My husband seemed to lean toward butcher block or stainless steel. My mother suggested quartz. My father pointed out that butcher block can sometimes harbor bacteria in its wooden material. I worried about fingerprints on the steel. Inevitably the subject changed, but I realized that I really have very little knowledge about kitchen countertops, and if I'm going to make a smart choice, I need to know more...a lot more.

I made a list of 15 countertop options. I start with the most popular materials and end with the less common but also worthy options.

1. Granite: It’s glamorous and long lasting. But it can also be expensive. It weighs a lot and needs to be sealed every few years to keep up its sturdy smooth finish. $30-$100 per square foot.

2. Quartz: It appears like granite, but it’s made with some resin, so it may have a more manufactured look. It’s just a bit more practical because it comes pre-sealed. $40-$90 per square foot.

3. Marble: It’s gorgeous and handles heat well. It also always magically feels cool to the touch. However, it’s a little sensitive and tends to stain or chip. $40-100 per square foot.

4. Solid Surface: Made from chemicals like acrylic, so it gives off a modern vibe. Scratches are easy to sand away. But it can come off a little unnatural, plus chemicals and cooking don’t seem like a good mix to me. $35-100 per square foot.

5. Tile: Wonderfully affordable and cozy. It’s a strong contender for DIY. The only downfalls are the grout which can get a little crusty and be hard to clean, also sometimes cutting boards don’t lay evenly over the tiles. $10-80 per square foot.

6. Stainless Steel: It offers a fabulous “serious about cooking” look. It’s durable, but it can dent. It’s also very loud. Installation tends to be expensive. $65-$100 per square foot.

7. Laminate: Made from particle board and resin, it has a poor reputation for style, however, the world of laminate has expanded into a variety of style options. Now, designs imitate stone, granite, wood really well. It’s not quite as long lasting as other materials like granite or quartz because moisture can cause peeling slowly over time. But, it’s super affordable, lightweight and now stylish. $10-$30 per square foot.

8. Soapstone: It’s about as heavy as granite and even more pricey, but it offers a unique look with a near matte finish. It can be a little delicate when it comes to scratches. It needs regular polishing. Also, when choosing the color, one must keep in mind that soapstone darkens over time. $75-$100 per square foot.

9. Concrete: Awesomely adaptable and customizable, concrete can be molded into any shape and various materials can be embedded. It’s porous though, so it can stain. It is also very heavy and difficult to install. $75-$100 per square foot.

10. Butcher block: So pretty and warm, it alludes to a farmhouse. Knives scratch it, but it adds to the look. It needs to be regularly oiled to stand up to scratches and moisture issues (wood swells with water). $35-$70 per square foot.

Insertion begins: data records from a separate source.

/*!
# Reportdesk

A small collaboration service for written reports, built in Rust.

## Overview

Users sign in, write markdown reports with file attachments and discuss them
in threaded comments. Writing `@username` in a report or comment mentions
that user, which shares the report with them and shows up in their mention
list.

## Architecture

### HTTP layer (`web` feature)
- **Technologies**: axum, tower-http
- **Key Components**:
  - Router - Everything under `/api`, inline images under `/uploads/inline`
  - Auth middleware - Bearer token or `session` cookie
  - Handlers - One group per module below

### Core
- Comment Tree - Builds reply trees and applies optimistic edits
- Mentions - Extraction, autocompletion and suggestion ranking
- Store - All records in one locked in-memory database
- Access Rules - Who may see and change reports and comments

### Data Persistence Layer
- Snapshot of the whole database with Gzip compression and bincode serialization
- Uploaded files kept on disk under the upload directory

### Client (`client` feature)
- Typed reqwest client for every endpoint
- `CommentSection`: optimistic posting, editing and deleting of comments

## Modules

- **comments**: Threaded comment tree and comment handlers
- **mentions**: `@username` parsing, autocompletion and the mention list
- **reports**: Report listing, pagination and report handlers
- **uploads**: Attachment and inline image storage
- **login**: User authentication, session management and user administration
- **mailer**: Password reset email functionality
- **store**: Database, access rules and the shared store handle
- **saving**: Database persistence with compression
- **config**: Settings from the environment
- **error**: Error type and its HTTP mapping
- **app**: Routing and middleware
- **client**: HTTP client

## REST API Endpoints

- `/api/auth/...` - Register, login, logout, password change and reset
- `/api/users` - User administration and mention search
- `/api/reports` - Report CRUD, attachments and inline images
- `/api/comments` - Comment threads
- `/api/mentions` - Where the current user was mentioned
*/

pub mod comments;
pub mod config;
pub mod error;
pub mod login;
pub mod mailer;
pub mod mentions;
pub mod models;
pub mod reports;
pub mod saving;
pub mod store;
pub mod uploads;

#[cfg(feature = "web")]
pub mod app;

#[cfg(feature = "client")]
pub mod client;

pub use comments::{CommentNode, CommentThread, NodeKey, ThreadError, build_forest};
pub use config::Settings;
pub use error::AppError;
pub use models::*;
pub use store::{Database, Store};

11. Recycled glass: It’s not as cheap as you would think, but it is environmentally friendly and beautiful. It stands up next to granite and quartz, and you’re lending mother earth a hand. $50-$110 per square foot.

12. Granite tile: It has the benefits of a granite countertop, but it also has the downfalls of tile like tiny spaces of grout. It’s a more affordable option if you really want granite. It is easier to ship and install. $50-75 per square foot.

13. Zinc: Very sleek and naturally anti-bacterial, zinc is ideal for kitchens. The zinc is an interesting material because its look changes over time. It’s basically a sheet of zinc laid over wood, but it’s utterly expensive. $150-200 per square foot.

14. Glass: It’s basically indestructible, and has a really interesting and fresh look. They don’t stain or scratch; it’s considered one of the most durable countertops. $75-$105 per square foot.

15. Paper Composite: Made from paper and resin, this material is environmentally friendly and tends to have a matte finish. It can give off the feel of a concrete countertop but it weighs significantly less. It does need some maintenance though, like oiling and sanding. It can scratch and certain chemicals can cause damage. $85-100 per square foot.

What’s the countertop in your kitchen?